The next great challenge in construction is making what is old perform like a new high-performance building. The museum’s existing envelope had little or no insulation. Advancements in insulation technology provided the answer to bringing a high performance envelope to one of our national treasures.

The museum had little or no existing insulation, so the engineers faced a unique challenge in restoring the building envelope to meet modern energy efficiency standards.
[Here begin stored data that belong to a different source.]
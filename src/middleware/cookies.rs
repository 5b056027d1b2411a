use std::collections::HashMap;

use crate::middleware::{Middleware, Next};
use crate::request::Request;

/// Cookies sent by the client, stored in the request extensions by
/// [`cookies()`].
///
/// ```rust,no_run
/// use enplex::Request;
/// use enplex::middleware::Cookies;
///
/// async fn whoami(req: Request) -> String {
///     let session = req.extensions().get::<Cookies>().and_then(|c| c.get("session"));
///     session.unwrap_or("anonymous").to_owned()
/// }
/// ```
#[derive(Clone, Debug, Default, PartialEq, Eq)]
pub struct Cookies(HashMap<String, String>);

impl Cookies {
    /// Parses a `Cookie` header value (`a=1; b=2`). Pairs without `=` are
    /// skipped; values are kept verbatim.
    pub fn parse(header: &str) -> Self {
        let pairs = header
            .split(';')
            .filter_map(|pair| pair.split_once('='))
            .map(|(k, v)| (k.trim().to_owned(), v.trim().to_owned()))
            .filter(|(k, _)| !k.is_empty())
            .collect();
        Self(pairs)
    }

    pub fn get(&self, name: &str) -> Option<&str> {
        self.0.get(name).map(String::as_str)
    }

    pub fn len(&self) -> usize {
        self.0.len()
    }

    pub fn is_empty(&self) -> bool {
        self.0.is_empty()
    }
}

/// Parses the `Cookie` header into [`Cookies`] for later middleware and
/// handlers. Requests without the header get an empty set.
pub fn cookies() -> impl Middleware {
    |mut req: Request, next: Next| async move {
        let jar = req.header("cookie").map(Cookies::parse).unwrap_or_default();
        req.extensions_mut().insert(jar);
        next.run(req).await
    }
}
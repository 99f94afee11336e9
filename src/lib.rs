use axum::{
    Router,
    http::Method,
    routing::get,
};
use std::error::Error;
use tower_http::cors::{Any, CorsLayer};

use crate::handler::{AppState, healthcheck};

pub mod api;
pub mod auth;
pub mod bookmark;
pub mod config;
pub mod db;
pub mod error;
pub mod handler;

pub fn app(state: AppState) -> Router {
    let cors = CorsLayer::new()
        .allow_origin(Any)
        .allow_methods([Method::GET, Method::POST, Method::PATCH, Method::DELETE])
        .allow_headers(Any);

    Router::new()
        .route("/", get(healthcheck))
        .nest("/bookmark", bookmark::routes())
        .layer(cors)
        .with_state(state)
}

pub fn unpack_error(err: &dyn Error) -> String {
    let mut parts = Vec::new();
    parts.push(err.to_string());
    let mut current = err.source();
    while let Some(source) = current {
        parts.push(source.to_string());
        current = source.source();
    }
    parts.join(": ")
}
use std::sync::Arc;

use bookmarks::bookmark::{
    BookmarkChanges, BookmarkFilter, BookmarkRepository, ContentRef, CreateOutcome, LibsqlBookmarks,
    NewBookmark,
};
use bookmarks::db::Database;
use bookmarks::error::StoreError;
use uuid::Uuid;

async fn store() -> LibsqlBookmarks {
    let db = Database::in_memory().await.unwrap();
    LibsqlBookmarks::new(Arc::new(db))
}

fn new_bookmark(user_id: Uuid, do_id: &str) -> NewBookmark {
    NewBookmark {
        user_id,
        do_id: do_id.to_string(),
        created_by: Some(user_id.to_string()),
    }
}

async fn create(repo: &LibsqlBookmarks, user_id: Uuid, do_id: &str) -> bookmarks::bookmark::Bookmark {
    match repo.insert_if_absent(new_bookmark(user_id, do_id)).await.unwrap() {
        CreateOutcome::Created(b) => b,
        CreateOutcome::Existing(b) => panic!("expected a new bookmark, got existing {}", b.id),
    }
}

#[tokio::test]
async fn insert_then_get() {
    let repo = store().await;
    let user = Uuid::new_v4();

    let created = create(&repo, user, "do_100").await;
    assert_eq!(created.user_id, user);
    assert_eq!(created.do_id, "do_100");
    assert_eq!(created.created_by, Some(user.to_string()));
    assert_eq!(created.updated_by, None);
    assert_eq!(created.created_at, created.updated_at);

    let loaded = repo.get(created.id).await.unwrap().unwrap();
    assert_eq!(loaded, created);
}

#[tokio::test]
async fn duplicate_pair_returns_existing_row() {
    let repo = store().await;
    let user = Uuid::new_v4();
    let first = create(&repo, user, "do_1").await;

    let second = repo.insert_if_absent(new_bookmark(user, "do_1")).await.unwrap();
    assert_eq!(second, CreateOutcome::Existing(first.clone()));

    let all = repo.list_for_user(user).await.unwrap();
    assert_eq!(all.len(), 1);
    assert_eq!(all[0].id, first.id);
}

#[tokio::test]
async fn same_content_for_different_users_is_allowed() {
    let repo = store().await;
    let a = create(&repo, Uuid::new_v4(), "do_1").await;
    let b = create(&repo, Uuid::new_v4(), "do_1").await;
    assert_ne!(a.id, b.id);
}

#[tokio::test]
async fn concurrent_creates_leave_one_row() {
    let repo = Arc::new(store().await);
    let user = Uuid::new_v4();

    let mut handles = Vec::new();
    for _ in 0..8 {
        let repo = repo.clone();
        handles.push(tokio::spawn(async move {
            repo.insert_if_absent(new_bookmark(user, "do_77")).await.unwrap()
        }));
    }

    let mut created = 0;
    for handle in handles {
        if let CreateOutcome::Created(_) = handle.await.unwrap() {
            created += 1;
        }
    }

    assert_eq!(created, 1);
    assert_eq!(repo.list_for_user(user).await.unwrap().len(), 1);
}

#[tokio::test]
async fn update_changes_only_supplied_fields() {
    let repo = store().await;
    let user = Uuid::new_v4();
    let editor = Uuid::new_v4().to_string();
    let created = create(&repo, user, "do_5").await;

    let updated = repo
        .update(
            created.id,
            BookmarkChanges {
                do_id: None,
                updated_by: Some(editor.clone()),
            },
        )
        .await
        .unwrap()
        .unwrap();

    assert_eq!(updated.do_id, "do_5");
    assert_eq!(updated.user_id, user);
    assert_eq!(updated.created_at, created.created_at);
    assert_eq!(updated.created_by, created.created_by);
    assert_eq!(updated.updated_by, Some(editor.clone()));
    assert!(updated.updated_at >= created.updated_at);

    let moved = repo
        .update(
            created.id,
            BookmarkChanges {
                do_id: Some("do_6".to_string()),
                updated_by: Some(editor),
            },
        )
        .await
        .unwrap()
        .unwrap();
    assert_eq!(moved.do_id, "do_6");
    assert_eq!(moved.id, created.id);
}

#[tokio::test]
async fn update_missing_row_returns_none() {
    let repo = store().await;
    let result = repo.update(Uuid::new_v4(), BookmarkChanges::default()).await.unwrap();
    assert!(result.is_none());
}

#[tokio::test]
async fn update_onto_existing_pair_conflicts() {
    let repo = store().await;
    let user = Uuid::new_v4();
    create(&repo, user, "do_1").await;
    let second = create(&repo, user, "do_2").await;

    let err = repo
        .update(
            second.id,
            BookmarkChanges {
                do_id: Some("do_1".to_string()),
                updated_by: None,
            },
        )
        .await
        .unwrap_err();
    assert!(matches!(err, StoreError::Conflict(_)), "unexpected error: {err}");
}

#[tokio::test]
async fn delete_by_pair_removes_exactly_that_row() {
    let repo = store().await;
    let user = Uuid::new_v4();
    let keep = create(&repo, user, "do_1").await;
    let gone = create(&repo, user, "do_2").await;

    let key = ContentRef {
        user_id: user,
        do_id: "do_2".to_string(),
    };
    let removed = repo.delete_by_user_and_content(&key).await.unwrap().unwrap();
    assert_eq!(removed.id, gone.id);
    assert!(!repo.exists(&key).await.unwrap());

    let left = repo.list_for_user(user).await.unwrap();
    assert_eq!(left.len(), 1);
    assert_eq!(left[0].id, keep.id);

    assert!(repo.delete_by_user_and_content(&key).await.unwrap().is_none());
}

#[tokio::test]
async fn delete_by_id() {
    let repo = store().await;
    let created = create(&repo, Uuid::new_v4(), "do_3").await;

    assert_eq!(repo.delete(created.id).await.unwrap().map(|b| b.id), Some(created.id));
    assert!(repo.get(created.id).await.unwrap().is_none());
    assert!(repo.delete(created.id).await.unwrap().is_none());
}

#[tokio::test]
async fn list_for_user_is_newest_first() {
    let repo = store().await;
    let user = Uuid::new_v4();

    assert!(repo.list_for_user(user).await.unwrap().is_empty());

    let first = create(&repo, user, "do_1").await;
    let one = repo.list_for_user(user).await.unwrap();
    assert_eq!(one.iter().map(|b| b.id).collect::<Vec<_>>(), vec![first.id]);

    let second = create(&repo, user, "do_2").await;
    let third = create(&repo, user, "do_3").await;
    create(&repo, Uuid::new_v4(), "do_4").await;

    let many = repo.list_for_user(user).await.unwrap();
    assert_eq!(
        many.iter().map(|b| b.id).collect::<Vec<_>>(),
        vec![third.id, second.id, first.id]
    );
}

#[tokio::test]
async fn search_applies_optional_filters() {
    let repo = store().await;
    let alice = Uuid::new_v4();
    let bob = Uuid::new_v4();
    create(&repo, alice, "do_1").await;
    create(&repo, alice, "do_2").await;
    create(&repo, bob, "do_1").await;

    assert_eq!(repo.search(&BookmarkFilter::default()).await.unwrap().len(), 3);

    let by_user = repo
        .search(&BookmarkFilter {
            user_id: Some(alice),
            do_id: None,
        })
        .await
        .unwrap();
    assert_eq!(by_user.len(), 2);
    assert!(by_user.iter().all(|b| b.user_id == alice));

    let by_content = repo
        .search(&BookmarkFilter {
            user_id: None,
            do_id: Some("do_1".to_string()),
        })
        .await
        .unwrap();
    assert_eq!(by_content.len(), 2);

    let both = repo
        .search(&BookmarkFilter {
            user_id: Some(bob),
            do_id: Some("do_2".to_string()),
        })
        .await
        .unwrap();
    assert!(both.is_empty());
}
use axum::{
    Router,
    routing::{delete, get, patch, post},
};

use super::handler;
use crate::handler::AppState;

pub fn routes() -> Router<AppState> {
    Router::new()
        .route("/read", get(handler::get_all_bookmarks))
        .route("/read/:bookmark_id", get(handler::get_bookmark))
        .route("/search", get(handler::search_bookmarks))
        .route("/check", get(handler::check_bookmark))
        .route("/create", post(handler::create_bookmark))
        .route("/update/:bookmark_id", patch(handler::update_bookmark))
        .route("/delete", delete(handler::delete_bookmark_by_user_and_content))
        .route("/delete/:bookmark_id", delete(handler::delete_bookmark))
}
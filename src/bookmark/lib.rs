use async_trait::async_trait;
use chrono::{DateTime, SecondsFormat, Utc};
use serde::{Deserialize, Serialize};
use std::sync::Arc;
use uuid::Uuid;

use crate::db::Database;
use crate::error::{StoreError, StoreResult};

const BOOKMARK_COLUMNS: &str = "id, user_id, do_id, created_at, updated_at, created_by, updated_by";

#[derive(Debug, Clone, PartialEq, Eq, Serialize, Deserialize)]
#[serde(rename_all = "camelCase")]
pub struct Bookmark {
    pub id: Uuid,
    pub user_id: Uuid,
    pub do_id: String,
    pub created_at: DateTime<Utc>,
    pub updated_at: DateTime<Utc>,
    pub created_by: Option<String>,
    pub updated_by: Option<String>,
}

#[derive(Debug, Clone, PartialEq, Eq)]
pub struct NewBookmark {
    pub user_id: Uuid,
    pub do_id: String,
    pub created_by: Option<String>,
}

#[derive(Debug, Clone, PartialEq, Eq, Default)]
pub struct BookmarkChanges {
    pub do_id: Option<String>,
    pub updated_by: Option<String>,
}

#[derive(Debug, Clone, PartialEq, Eq, Default)]
pub struct BookmarkFilter {
    pub user_id: Option<Uuid>,
    pub do_id: Option<String>,
}

/// The natural key of a bookmark.
#[derive(Debug, Clone, PartialEq, Eq)]
pub struct ContentRef {
    pub user_id: Uuid,
    pub do_id: String,
}

#[derive(Debug, Clone, PartialEq, Eq)]
pub enum CreateOutcome {
    Created(Bookmark),
    Existing(Bookmark),
}

impl CreateOutcome {
    pub fn bookmark(&self) -> &Bookmark {
        match self {
            CreateOutcome::Created(b) | CreateOutcome::Existing(b) => b,
        }
    }
}

/// Data access for bookmarks. Handlers get one through `AppState`.
#[async_trait]
pub trait BookmarkRepository: Send + Sync {
    /// Inserts unless the `(user_id, do_id)` pair is already stored, in which
    /// case the stored row is returned untouched.
    async fn insert_if_absent(&self, input: NewBookmark) -> StoreResult<CreateOutcome>;
    async fn update(&self, id: Uuid, changes: BookmarkChanges) -> StoreResult<Option<Bookmark>>;
    async fn delete(&self, id: Uuid) -> StoreResult<Option<Bookmark>>;
    async fn delete_by_user_and_content(&self, key: &ContentRef) -> StoreResult<Option<Bookmark>>;
    async fn get(&self, id: Uuid) -> StoreResult<Option<Bookmark>>;
    async fn search(&self, filter: &BookmarkFilter) -> StoreResult<Vec<Bookmark>>;
    /// Newest first.
    async fn list_for_user(&self, user_id: Uuid) -> StoreResult<Vec<Bookmark>>;
    async fn exists(&self, key: &ContentRef) -> StoreResult<bool>;
}

pub struct LibsqlBookmarks {
    db: Arc<Database>,
}

impl LibsqlBookmarks {
    pub fn new(db: Arc<Database>) -> Self {
        Self { db }
    }

    async fn find_by_user_and_content(&self, key: &ContentRef) -> StoreResult<Option<Bookmark>> {
        let query = format!("SELECT {BOOKMARK_COLUMNS} FROM bookmarks WHERE user_id = ? AND do_id = ?");

        let mut rows = self
            .db
            .connection()
            .query(&query, libsql::params![key.user_id.to_string(), key.do_id.as_str()])
            .await?;

        match rows.next().await? {
            Some(row) => Ok(Some(row_to_bookmark(&row)?)),
            None => Ok(None),
        }
    }

    async fn query_many(&self, query: &str, params: Vec<libsql::Value>) -> StoreResult<Vec<Bookmark>> {
        let mut bookmarks = Vec::new();
        let mut rows = self.db.connection().query(query, params).await?;

        while let Some(row) = rows.next().await? {
            bookmarks.push(row_to_bookmark(&row)?);
        }

        Ok(bookmarks)
    }
}

#[async_trait]
impl BookmarkRepository for LibsqlBookmarks {
    async fn insert_if_absent(&self, input: NewBookmark) -> StoreResult<CreateOutcome> {
        let query = format!(
            r#"
            INSERT INTO bookmarks (id, user_id, do_id, created_at, updated_at, created_by)
            VALUES (?, ?, ?, ?, ?, ?)
            ON CONFLICT (user_id, do_id) DO NOTHING
            RETURNING {BOOKMARK_COLUMNS}
        "#
        );

        let now = timestamp(Utc::now());
        let mut rows = self
            .db
            .connection()
            .query(
                &query,
                libsql::params![
                    Uuid::new_v4().to_string(),
                    input.user_id.to_string(),
                    input.do_id.as_str(),
                    now.as_str(),
                    now.as_str(),
                    input.created_by.clone()
                ],
            )
            .await?;

        if let Some(row) = rows.next().await? {
            return Ok(CreateOutcome::Created(row_to_bookmark(&row)?));
        }
        drop(rows);

        let key = ContentRef {
            user_id: input.user_id,
            do_id: input.do_id,
        };
        match self.find_by_user_and_content(&key).await? {
            Some(existing) => Ok(CreateOutcome::Existing(existing)),
            // Lost a race with a concurrent delete of the same pair.
            None => Err(StoreError::Conflict(format!("{}/{}", key.user_id, key.do_id))),
        }
    }

    async fn update(&self, id: Uuid, changes: BookmarkChanges) -> StoreResult<Option<Bookmark>> {
        let mut updates = vec!["updated_at = ?", "updated_by = ?"];
        let mut params: Vec<libsql::Value> = vec![
            timestamp(Utc::now()).into(),
            changes.updated_by.clone().into(),
        ];

        if let Some(do_id) = &changes.do_id {
            updates.push("do_id = ?");
            params.push(do_id.clone().into());
        }
        params.push(id.to_string().into());

        let query = format!(
            "UPDATE bookmarks SET {} WHERE id = ? RETURNING {BOOKMARK_COLUMNS}",
            updates.join(", ")
        );

        let conflict = |e: libsql::Error| {
            if e.to_string().contains("UNIQUE constraint failed") {
                StoreError::Conflict(format!("{}/{}", id, changes.do_id.as_deref().unwrap_or_default()))
            } else {
                StoreError::Database(e)
            }
        };

        let mut rows = self.db.connection().query(&query, params).await.map_err(conflict)?;
        match rows.next().await.map_err(conflict)? {
            Some(row) => Ok(Some(row_to_bookmark(&row)?)),
            None => Ok(None),
        }
    }

    async fn delete(&self, id: Uuid) -> StoreResult<Option<Bookmark>> {
        let query = format!("DELETE FROM bookmarks WHERE id = ? RETURNING {BOOKMARK_COLUMNS}");

        let mut rows = self
            .db
            .connection()
            .query(&query, libsql::params![id.to_string()])
            .await?;

        match rows.next().await? {
            Some(row) => Ok(Some(row_to_bookmark(&row)?)),
            None => Ok(None),
        }
    }

    async fn delete_by_user_and_content(&self, key: &ContentRef) -> StoreResult<Option<Bookmark>> {
        let query = format!("DELETE FROM bookmarks WHERE user_id = ? AND do_id = ? RETURNING {BOOKMARK_COLUMNS}");

        let mut rows = self
            .db
            .connection()
            .query(&query, libsql::params![key.user_id.to_string(), key.do_id.as_str()])
            .await?;

        match rows.next().await? {
            Some(row) => Ok(Some(row_to_bookmark(&row)?)),
            None => Ok(None),
        }
    }

    async fn get(&self, id: Uuid) -> StoreResult<Option<Bookmark>> {
        let query = format!("SELECT {BOOKMARK_COLUMNS} FROM bookmarks WHERE id = ?");

        let mut rows = self
            .db
            .connection()
            .query(&query, libsql::params![id.to_string()])
            .await?;

        match rows.next().await? {
            Some(row) => Ok(Some(row_to_bookmark(&row)?)),
            None => Ok(None),
        }
    }

    async fn search(&self, filter: &BookmarkFilter) -> StoreResult<Vec<Bookmark>> {
        let mut conditions = Vec::new();
        let mut params: Vec<libsql::Value> = Vec::new();

        if let Some(user_id) = &filter.user_id {
            conditions.push("user_id = ?");
            params.push(user_id.to_string().into());
        }
        if let Some(do_id) = &filter.do_id {
            conditions.push("do_id = ?");
            params.push(do_id.clone().into());
        }

        let where_clause = if conditions.is_empty() {
            String::new()
        } else {
            format!("WHERE {}", conditions.join(" AND "))
        };

        let query = format!(
            "SELECT {BOOKMARK_COLUMNS} FROM bookmarks {where_clause} ORDER BY created_at DESC, rowid DESC"
        );

        self.query_many(&query, params).await
    }

    async fn list_for_user(&self, user_id: Uuid) -> StoreResult<Vec<Bookmark>> {
        let query = format!(
            r#"
            SELECT {BOOKMARK_COLUMNS}
            FROM bookmarks
            WHERE user_id = ?
            ORDER BY created_at DESC, rowid DESC
        "#
        );

        self.query_many(&query, vec![user_id.to_string().into()]).await
    }

    async fn exists(&self, key: &ContentRef) -> StoreResult<bool> {
        let mut rows = self
            .db
            .connection()
            .query(
                "SELECT 1 FROM bookmarks WHERE user_id = ? AND do_id = ? LIMIT 1",
                libsql::params![key.user_id.to_string(), key.do_id.as_str()],
            )
            .await?;

        Ok(rows.next().await?.is_some())
    }
}

/// Fixed-width RFC 3339 so that text ordering matches time ordering.
fn timestamp(at: DateTime<Utc>) -> String {
    at.to_rfc3339_opts(SecondsFormat::Micros, true)
}

fn parse_timestamp(raw: &str) -> StoreResult<DateTime<Utc>> {
    DateTime::parse_from_rfc3339(raw)
        .map(|t| t.with_timezone(&Utc))
        .map_err(|e| StoreError::InvalidData(format!("bad timestamp {raw}: {e}")))
}

fn parse_uuid(raw: &str) -> StoreResult<Uuid> {
    Uuid::parse_str(raw).map_err(|e| StoreError::InvalidData(format!("bad uuid {raw}: {e}")))
}

fn row_to_bookmark(row: &libsql::Row) -> StoreResult<Bookmark> {
    let id: String = row.get(0)?;
    let user_id: String = row.get(1)?;
    let created_at: String = row.get(3)?;
    let updated_at: String = row.get(4)?;

    Ok(Bookmark {
        id: parse_uuid(&id)?,
        user_id: parse_uuid(&user_id)?,
        do_id: row.get(2)?,
        created_at: parse_timestamp(&created_at)?,
        updated_at: parse_timestamp(&updated_at)?,
        created_by: row.get(5)?,
        updated_by: row.get(6)?,
    })
}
PHOTOS: BUILD-MARKETING

CVM engineers, Tracy D. Marcotte, PhD, Janine M. Hildebrand, PE, and architect, Sandra Vicchio, AIA, LEED AP, NCARB, faced a unique challenge in restoring the museum envelope to meet modern energy efficiency. “At NMWA we were addressing energy efficiency and creating environments appropriate for the storage and display of art in an historic structure with space constraints. Spray foam insulation offered us a path toward success.”

Energy One America, a commercial spray foam and air barrier installer, applied the upgraded envelope, adding two inches of continuous Nexseal® 2.0 LE closed-cell spray foam to the walls and eight inches of Nexseal® 2.0 LE to the roof deck. This envelope upgrade reduces conductive heat loss by over 70% and provides a continuous air barrier stopping convective heat loss in its tracks. The National Museum of Women in the Arts is projected to reduce overall HVAC energy consumption by more than 50% utilizing Holcim’s 1 step technology solution. Holcim’s Nexseal 2.0 LE closed-cell spray foam provides air, vapor, and thermal control layers in one application, a huge leap over traditional practices.

Energy One America applicators upgraded the building envelope of the museum by installing SES Foam’s Nexseal 2.0 LE closed-cell foam to the walls and roof deck.

I have spent the lion share of my career working on affordable solutions to provide high performance envelopes, buildings, and systems in the new construction segment of the building construction market. High performance construction drove me toward spray polyurethane foam (SPF) more than 20 years ago. As a consultant to builders, contractors and architects, SPF was and is a no brainer. No other product solves so many problems related to durability, air quality, health, and comfort. Furthermore, no other product has such an obvious cost trade off and value proposition. Add SPF + Reduced HVAC Size + Fresh air ventilation = a High-Performance building at little to no extra cost.

The obvious benefit to the homebuyer or building owner is cash in their pocket. A $50 per month average energy savings equals the payment for $10,000 at 5% interest over 30 years. A year ago, 5% interest rates to quantify value would be considered sandbagging, now above 5% will be the new normal for the foreseeable future. The higher the interest rates go, the greater the value for energy saving upgrades. At 5% interest in the earlier example, a $5,000 premium at a cost of $25 per month ($150 annually) would deliver $300 in annual savings to the homebuyer. If you could purchase a superior product that is healthier, safer, requires less maintenance, and reduces carbon emissions by 40-60% vs. conventional products, I would call that a no brainer. Did I mention this product puts money in your pocket every month from day one!

As the economy cycles up and down in the new construction segment, there has never been a better opportunity to aggressively focus on the existing building market. The government policies passed in the Inflation Reduction Act give the market certainty for the next decade for incentives to support insulation and air barrier upgrades in the existing commercial, residential, and industrial market segments. Necessity is the mother of invention and innovation will drive the technology to meet the needs of the now.